The Times carried an obituary on 12 June 2008 for our late Fellow Michael
Hendy (1942–2008), economic historian and expert on the coinage of
Byzantium, who died of a heart attack on 13 May 2008, aged 66, from which
the following extracts are taken.

‘Michael Hendy was a precocious scholar who reshaped our entire
understanding of the economy of medieval Byzantium and made a lasting
contribution to the history of coinage and monetary studies. Born in
Newhaven, East Sussex, in 1942, the son of a merchant sea captain, Michael
Hendy graduated from Oxford in 1964. As an undergraduate at The Queen’s
College, he once went to Cambridge to look at Byzantine coins in the
Fitzwilliam Museum and expressed such an unusual interest in those minted
by the Comnenian and Palaeologan emperors that the great numismatist and
historian Philip Grierson, FSA, kept in touch with him, even inviting him
to a feast at his college, a privilege generally reserved for
distinguished academics.

‘More importantly, Grierson also recommended him for a two-year fellowship
at the Dumbarton Oaks Centre for Byzantine Studies, Washington, and a
five-year assistant curatorship at the Fitzwilliam Museum, 1967–72. In
1964–5 a British Council scholarship had enabled Hendy to study coin finds
in Bulgaria, which proved to be the starting point for the large volume,
Coinage and Money in the Byzantine Empire (1081–1261), published by
Dumbarton Oaks in 1969, when he was only twenty-seven.

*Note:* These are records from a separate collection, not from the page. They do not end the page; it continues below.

//! Transfer progress observers.

use indicatif::ProgressBar;

/// Receives byte counts as a transfer proceeds.
///
/// Counts are ciphertext bytes on the wire, so `start` is given the
/// encrypted size of the file. Observers are moved into the upload body
/// reader, which must stay `Unpin`.
pub trait TransferProgress: Clone + Send + Sync + Unpin + 'static {
    /// A transfer of roughly `total` bytes is starting.
    fn start(&self, total: u64);

    /// `bytes` more bytes were transferred.
    fn advance(&self, bytes: u64);

    /// The transfer completed successfully.
    fn finish(&self);
}

/// Ignores all progress.
#[derive(Debug, Clone, Copy, Default)]
pub struct NoProgress;

impl TransferProgress for NoProgress {
    fn start(&self, _total: u64) {}
    fn advance(&self, _bytes: u64) {}
    fn finish(&self) {}
}

impl TransferProgress for ProgressBar {
    fn start(&self, total: u64) {
        self.set_length(total);
        self.set_position(0);
    }

    fn advance(&self, bytes: u64) {
        self.inc(bytes);
    }

    fn finish(&self) {
        ProgressBar::finish(self);
    }
}

#[cfg(test)]
mod tests {
    use super::*;

    #[test]
    fn progress_bar_tracks_bytes() {
        let bar = ProgressBar::hidden();
        bar.start(100);
        bar.advance(40);
        bar.advance(60);
        TransferProgress::finish(&bar);

        assert_eq!(bar.length(), Some(100));
        assert_eq!(bar.position(), 100);
        assert!(bar.is_finished());
    }

    #[tokio::test]
    async fn observer_fits_an_upload_body() {
        use relay_crypto::{ChunkKey, ChunkReader, ProgressReader};
        use tokio::io::AsyncReadExt;

        fn body_for<P: TransferProgress>(
            source: &'static [u8],
            progress: P,
        ) -> impl tokio::io::AsyncRead + Unpin {
            ProgressReader::new(
                ChunkReader::encrypting(source, 16, ChunkKey::from_bytes([9; 32])),
                move |n| progress.advance(n),
            )
        }

        let bar = ProgressBar::hidden();
        bar.start(0);
        let mut sealed = Vec::new();
        body_for(b"twenty bytes of data", bar.clone())
            .read_to_end(&mut sealed)
            .await
            .unwrap();

        assert_eq!(sealed.len(), 20 + 2 * relay_crypto::OVERHEAD);
        assert_eq!(bar.position(), sealed.len() as u64);

        let mut sink = Vec::new();
        body_for(b"x", NoProgress).read_to_end(&mut sink).await.unwrap();
        assert_eq!(sink.len(), 1 + relay_crypto::OVERHEAD);
    }
}
//! Password-based key derivation.
//!
//! Keys are derived with Argon2id from the user's password and a 16-byte
//! salt. The salt is generated by the uploader and published with the file
//! metadata so that a downloader holding the password can re-derive the same
//! key. Work-factor parameters are fixed per deployment: the uploader and the
//! downloader must agree on them, since they are not shipped in metadata.

use argon2::{Algorithm, Argon2, Params, Version};

use crate::cipher::{ChunkKey, KEY_SIZE};
use crate::error::CryptoError;

/// Size of the key derivation salt in bytes.
pub const SALT_SIZE: usize = 16;

/// A key derivation salt.
pub type Salt = [u8; SALT_SIZE];

/// Argon2id work-factor parameters.
#[derive(Debug, Clone, Copy, PartialEq, Eq)]
pub struct KdfParams {
    memory_kib: u32,
    iterations: u32,
    parallelism: u32,
}

impl KdfParams {
    /// Production parameters: 64 MiB memory, 3 iterations, 4 lanes.
    pub const DEFAULT: KdfParams = KdfParams::new(64 * 1024, 3, 4);

    /// Create custom parameters.
    ///
    /// Parameters are validated when first used; an invalid combination is a
    /// configuration error and is reported as `InvalidKdfParams`.
    pub const fn new(memory_kib: u32, iterations: u32, parallelism: u32) -> Self {
        Self {
            memory_kib,
            iterations,
            parallelism,
        }
    }

    /// Get memory cost in KiB.
    pub fn memory_kib(&self) -> u32 {
        self.memory_kib
    }

    /// Get iteration count.
    pub fn iterations(&self) -> u32 {
        self.iterations
    }

    /// Get degree of parallelism.
    pub fn parallelism(&self) -> u32 {
        self.parallelism
    }

    fn to_argon2_params(self) -> Result<Params, CryptoError> {
        Params::new(
            self.memory_kib,
            self.iterations,
            self.parallelism,
            Some(KEY_SIZE),
        )
        .map_err(|e| CryptoError::InvalidKdfParams(e.to_string()))
    }
}

impl Default for KdfParams {
    fn default() -> Self {
        Self::DEFAULT
    }
}

/// Generate a fresh random salt.
pub fn generate_salt() -> Result<Salt, CryptoError> {
    let mut salt = [0u8; SALT_SIZE];
    getrandom::getrandom(&mut salt)?;
    Ok(salt)
}

/// Derive a chunk key from a password.
///
/// When `salt` is `None` a new random salt is generated. The salt actually
/// used is returned alongside the key. Same password + salt + params always
/// yields the same key.
pub fn derive_key(
    password: &[u8],
    salt: Option<&Salt>,
    params: KdfParams,
) -> Result<(ChunkKey, Salt), CryptoError> {
    let salt = match salt {
        Some(salt) => *salt,
        None => generate_salt()?,
    };

    let argon2 = Argon2::new(
        Algorithm::Argon2id,
        Version::V0x13,
        params.to_argon2_params()?,
    );

    // Hash straight into the key so no copy of the output outlives it.
    // On error the partially written key is wiped when dropped.
    let mut key = ChunkKey::from_bytes([0u8; KEY_SIZE]);
    argon2
        .hash_password_into(password, &salt, key.as_mut_bytes())
        .map_err(|e| CryptoError::KeyDerivation(e.to_string()))?;

    Ok((key, salt))
}

#[cfg(test)]
mod tests {
    use super::*;

    // Cheap parameters so tests stay fast
    const FAST: KdfParams = KdfParams::new(1024, 1, 1);

    #[test]
    fn default_params_are_memory_hard() {
        let params = KdfParams::default();
        assert_eq!(params.memory_kib(), 64 * 1024);
        assert_eq!(params.iterations(), 3);
        assert_eq!(params.parallelism(), 4);
    }

    #[test]
    fn derivation_is_deterministic() {
        let salt = [7u8; SALT_SIZE];
        let (key1, salt1) = derive_key(b"correct horse", Some(&salt), FAST).unwrap();
        let (key2, salt2) = derive_key(b"correct horse", Some(&salt), FAST).unwrap();

        assert_eq!(key1, key2);
        assert_eq!(salt1, salt);
        assert_eq!(salt2, salt);
    }

    #[test]
    fn different_passwords_differ() {
        let salt = [1u8; SALT_SIZE];
        let (key1, _) = derive_key(b"password-1", Some(&salt), FAST).unwrap();
        let (key2, _) = derive_key(b"password-2", Some(&salt), FAST).unwrap();

        assert_ne!(key1, key2);
    }

    #[test]
    fn different_salts_differ() {
        let (key1, _) = derive_key(b"same", Some(&[1u8; SALT_SIZE]), FAST).unwrap();
        let (key2, _) = derive_key(b"same", Some(&[2u8; SALT_SIZE]), FAST).unwrap();

        assert_ne!(key1, key2);
    }

    #[test]
    fn missing_salt_is_generated() {
        let (key1, salt1) = derive_key(b"pw", None, FAST).unwrap();
        let (key2, salt2) = derive_key(b"pw", None, FAST).unwrap();

        assert_ne!(salt1, salt2);
        assert_ne!(key1, key2);

        // The returned salt reproduces the key
        let (again, _) = derive_key(b"pw", Some(&salt1), FAST).unwrap();
        assert_eq!(again, key1);
    }

    #[test]
    fn params_affect_output() {
        let salt = [9u8; SALT_SIZE];
        let (key1, _) = derive_key(b"pw", Some(&salt), FAST).unwrap();
        let (key2, _) = derive_key(b"pw", Some(&salt), KdfParams::new(1024, 2, 1)).unwrap();

        assert_ne!(key1, key2);
    }

    #[test]
    fn invalid_params_are_rejected() {
        let result = derive_key(b"pw", None, KdfParams::new(1024, 0, 1));
        assert!(matches!(result, Err(CryptoError::InvalidKdfParams(_))));
    }

    #[test]
    fn empty_password_still_derives() {
        let (key, _) = derive_key(b"", Some(&[3u8; SALT_SIZE]), FAST).unwrap();
        assert_ne!(key.as_bytes(), &[0u8; KEY_SIZE]);
    }
}
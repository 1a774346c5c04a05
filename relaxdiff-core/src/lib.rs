//! Numerical core: explicit 2D diffusion and two-pool Bloch–McConnell dynamics.
//!
//! Both solvers are stateless functions; every call owns its buffers and
//! returns owned results.

pub mod bloch_mcconnell;
pub mod diffusion;
pub mod error;
pub mod ode;

pub use bloch_mcconnell::{
    BlochMcConnellParams, BlochMcConnellResult, MagnetizationState, STATE_LEN, integrate,
    integrate_batch, integrate_voxel,
};
pub use diffusion::{DiffusionConfig, DiffusionResult, diffuse, diffuse_field, laplacian};
pub use error::{Result, SimError};
pub use ode::{Dopri5, OdeError, OdeSystem, SolveStats, SolverOptions, Trajectory};
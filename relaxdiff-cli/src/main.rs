mod image;

use std::fs::{self, File};
use std::io::{BufWriter, Write};
use std::path::PathBuf;

use anyhow::{Context, bail};
use clap::Parser;
use image::{SampleFormat, load_dicom, normalize, read_raw, write_f32_field};
use ndarray::Array2;
use relaxdiff_core::{
    BlochMcConnellParams, DiffusionConfig, MagnetizationState, SolveStats, SolverOptions,
    diffuse_field, integrate_batch, integrate_voxel,
};
use serde::Serialize;
use tracing::{Level, debug, info};
use tracing_subscriber::FmtSubscriber;

#[derive(Parser, Debug)]
#[command(
    author,
    version,
    about = "Diffusion and Bloch-McConnell simulation on a DICOM image"
)]
struct Args {
    /// Path to the DICOM file (or a raw sample file with --rows/--cols)
    input: PathBuf,

    /// Read the input as a headerless raw image with this many rows
    #[arg(long, requires = "cols")]
    rows: Option<usize>,

    /// Columns of a raw input
    #[arg(long, requires = "rows")]
    cols: Option<usize>,

    /// Sample format of a raw input (little-endian, row-major)
    #[arg(long, value_enum, default_value_t = SampleFormat::U16)]
    dtype: SampleFormat,

    /// Total simulated time (arbitrary units)
    #[arg(long, default_value_t = 1.0)]
    time: f64,

    /// Diffusion coefficient
    #[arg(long, default_value_t = 0.1)]
    diffusion: f64,

    /// Spatial step size for diffusion
    #[arg(long, default_value_t = 1.0)]
    dx: f64,

    /// Exchange rate from pool A to B
    #[arg(long, default_value_t = 1.0)]
    kab: f64,

    /// Exchange rate from pool B to A
    #[arg(long, default_value_t = 1.0)]
    kba: f64,

    /// Longitudinal relaxation rate for both pools
    #[arg(long, default_value_t = 1.0)]
    r1: f64,

    /// Transverse relaxation rate for both pools
    #[arg(long, default_value_t = 5.0)]
    r2: f64,

    /// B1 amplitude (rad/s)
    #[arg(long, default_value_t = 0.0)]
    omega1: f64,

    /// Off-resonance frequency (rad/s) for both pools
    #[arg(long, default_value_t = 0.0)]
    delta: f64,

    /// JSON file with all eleven Bloch-McConnell coefficients; replaces the flags above
    #[arg(long)]
    params: Option<PathBuf>,

    /// Number of evenly spaced Bloch-McConnell time samples
    #[arg(long, default_value_t = 50, value_parser = clap::value_parser!(u32).range(1..))]
    samples: u32,

    /// Relative tolerance of the ODE solver
    #[arg(long, default_value_t = 1e-6)]
    rtol: f64,

    /// Absolute tolerance of the ODE solver
    #[arg(long, default_value_t = 1e-9)]
    atol: f64,

    /// Also integrate every voxel of the diffused field as one batch
    #[arg(long)]
    batch: bool,

    /// Output directory for field.bin, trajectory.jsonl and summary.json
    #[arg(long)]
    out: Option<PathBuf>,

    /// Log level (trace, debug, info, warn, error)
    #[arg(short, long, default_value = "info")]
    log_level: String,
}

#[derive(Serialize)]
struct TrajectoryRow {
    sample_idx: usize,
    t: f64,
    mx_a: f64,
    my_a: f64,
    mz_a: f64,
    mx_b: f64,
    my_b: f64,
    mz_b: f64,
}

#[derive(Serialize)]
struct Summary<'a> {
    source: String,
    rows: usize,
    cols: usize,
    diffusion: &'a DiffusionConfig,
    dt: f64,
    steps: usize,
    center_intensity: f64,
    params: &'a BlochMcConnellParams,
    solver: &'a SolverOptions,
    center_stats: SolveStats,
    batch_mean_final: Option<(f64, f64)>,
}

fn main() -> anyhow::Result<()> {
    let args = Args::parse();

    let level: Level = args.log_level.parse().unwrap_or(Level::INFO);
    let subscriber = FmtSubscriber::builder()
        .with_max_level(level)
        .with_target(false)
        .finish();
    tracing::subscriber::set_global_default(subscriber)?;

    let (pixels, source) = load_pixels(&args)?;
    let normalized = normalize(&pixels);
    let (rows, cols) = normalized.dim();
    if rows == 0 || cols == 0 {
        bail!("image is empty");
    }
    info!(rows, cols, %source, "image loaded");

    let diffusion = DiffusionConfig::new(args.diffusion, args.dx, args.time);
    let diffused = diffuse_field(normalized.view(), &diffusion)?;
    debug!(dt = diffused.dt, steps = diffused.steps, "diffusion finished");

    let mz_a0 = diffused.field[[rows / 2, cols / 2]];
    let mz_b0 = (1.0 - mz_a0).max(1e-3);
    let initial = MagnetizationState::longitudinal(mz_a0, mz_b0);

    let params: BlochMcConnellParams = match &args.params {
        Some(path) => {
            let file = File::open(path).with_context(|| format!("opening {}", path.display()))?;
            serde_json::from_reader(file).with_context(|| format!("parsing {}", path.display()))?
        }
        None => BlochMcConnellParams::symmetric(
            args.r1,
            args.r2,
            args.kab,
            args.kba,
            args.delta,
            args.omega1,
        ),
    };
    let solver = SolverOptions::with_tolerances(args.rtol, args.atol);

    let times = linspace(0.0, args.time, args.samples as usize);
    let center = integrate_voxel(initial.0, &times, &params, &solver)?;

    println!("Diffusion complete.");
    println!("Final diffusion pixel (center) intensity: {mz_a0:.4}");
    println!("Bloch-McConnell simulation (center voxel):");
    for (t, m) in times.iter().zip(&center.states) {
        let m = MagnetizationState(*m);
        println!("t={t:6.3}  Mz_a={:7.4}  Mz_b={:7.4}", m.mz_a(), m.mz_b());
    }

    let batch_mean = if args.batch {
        let mean = batch_mean_final(&diffused.field, &times, &params, &solver)?;
        println!(
            "Batch ({} voxels) mean final Mz_a={:7.4}  Mz_b={:7.4}",
            rows * cols,
            mean.0,
            mean.1
        );
        Some(mean)
    } else {
        None
    };

    if let Some(out) = &args.out {
        fs::create_dir_all(out)?;

        let mut field_writer = BufWriter::new(File::create(out.join("field.bin"))?);
        write_f32_field(&mut field_writer, &diffused.field)?;
        field_writer.flush()?;

        let mut traj_writer = BufWriter::new(File::create(out.join("trajectory.jsonl"))?);
        for (sample_idx, (&t, m)) in times.iter().zip(&center.states).enumerate() {
            let [mx_a, my_a, mz_a, mx_b, my_b, mz_b] = *m;
            let row = TrajectoryRow {
                sample_idx,
                t,
                mx_a,
                my_a,
                mz_a,
                mx_b,
                my_b,
                mz_b,
            };
            serde_json::to_writer(&mut traj_writer, &row)?;
            traj_writer.write_all(b"\n")?;
        }
        traj_writer.flush()?;

        let summary = Summary {
            source,
            rows,
            cols,
            diffusion: &diffusion,
            dt: diffused.dt,
            steps: diffused.steps,
            center_intensity: mz_a0,
            params: &params,
            solver: &solver,
            center_stats: center.stats,
            batch_mean_final: batch_mean,
        };
        let summary_file = File::create(out.join("summary.json"))?;
        serde_json::to_writer_pretty(summary_file, &summary)?;

        info!(dir = %out.display(), "wrote outputs");
    }

    Ok(())
}

fn load_pixels(args: &Args) -> anyhow::Result<(Array2<f64>, String)> {
    let source = args.input.display().to_string();
    let pixels = match (args.rows, args.cols) {
        (Some(rows), Some(cols)) => read_raw(&args.input, rows, cols, args.dtype)?,
        (None, None) => load_dicom(&args.input)?,
        _ => bail!("raw input needs both --rows and --cols"),
    };
    Ok((pixels, source))
}

// Every voxel seeds its own state the same way the center voxel does.
fn batch_mean_final(
    field: &Array2<f64>,
    times: &[f64],
    params: &BlochMcConnellParams,
    solver: &SolverOptions,
) -> anyhow::Result<(f64, f64)> {
    let voxels: Vec<[f64; 6]> = field
        .iter()
        .map(|&v| MagnetizationState::longitudinal(v, (1.0 - v).max(1e-3)).0)
        .collect();
    let trajectories = integrate_batch(&voxels, times, params, solver)?;

    let n = trajectories.len().max(1) as f64;
    let (sum_a, sum_b) = trajectories
        .iter()
        .filter_map(|t| t.states.last())
        .fold((0.0, 0.0), |(a, b), m| (a + m[2], b + m[5]));
    Ok((sum_a / n, sum_b / n))
}

/// `n` evenly spaced points from `start` to `stop` inclusive.
fn linspace(start: f64, stop: f64, n: usize) -> Vec<f64> {
    match n {
        0 => Vec::new(),
        1 => vec![start],
        _ => {
            let step = (stop - start) / (n - 1) as f64;
            let mut out: Vec<f64> = (0..n).map(|i| start + step * i as f64).collect();
            out[n - 1] = stop;
            out
        }
    }
}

‘This pathbreaking and revolutionary study brought order to the previously
misunderstood coinage of this period. Where the British Museum catalogue
saw a chaotic series of debased coins of varying intrinsic value, Hendy
identified a decisive monetary reform that replaced the debased issues of
the late eleventh century with a new system of denominations, including a
restored pure gold coin, the hyperpyron, at the top. He solved the mystery
of the elusive coinage of the Latin Empire of Constantinople (1204–61) by
identifying and dating, on the basis of coin finds, small bronze pieces
that imitated, more or less faithfully, twelfth-century Byzantine types
that had previously been confused with Comnenian issues.

‘Such discoveries went far beyond the “internalities” for which Hendy
later blamed numismatists; they allowed a reassessment of the economy of
Byzantium in the first stages of the so-called “commercial revolution”
that opened up the Mediterranean market. Hendy argued rightly that the
economy was expanding and not in decline. This proved a turning point in
Byzantine historiography.

‘In 1972 he moved to Birmingham where he became curator of the important
Byzantine coin collection in the Barber Institute. From 1978 until 1987 he
was lecturer in Numismatics in the University’s Department of Medieval
History. During that period he often travelled to and from Dumbarton Oaks,
as visiting Fellow in 1976 and as associate adviser for Byzantine
Numismatics in 1980–1 and 1982–4; his second great book was researched on
both sides of the Atlantic.

‘This other magnum opus, Studies in the Byzantine Monetary Economy c
1300–1450 (Cambridge University Press, 1985), was not only a detailed
history of Byzantine money, its production, circulation and the
administration of mints but also an economic assessment of the role of
money in the economy. Twenty-five years later it remains an often-cited
reference work. Under the influence of the “Cambridge school”, notably of
Hugo Jones, Moses Finley and Philip Grierson, to all of whom he
acknowledged his scholarly and intellectual debt, Hendy systematically
downgraded the role of cash and exchanges and the level of monetisation of
Byzantium, although that is now believed to have been relatively high for
the period and one of the great strengths of the empire.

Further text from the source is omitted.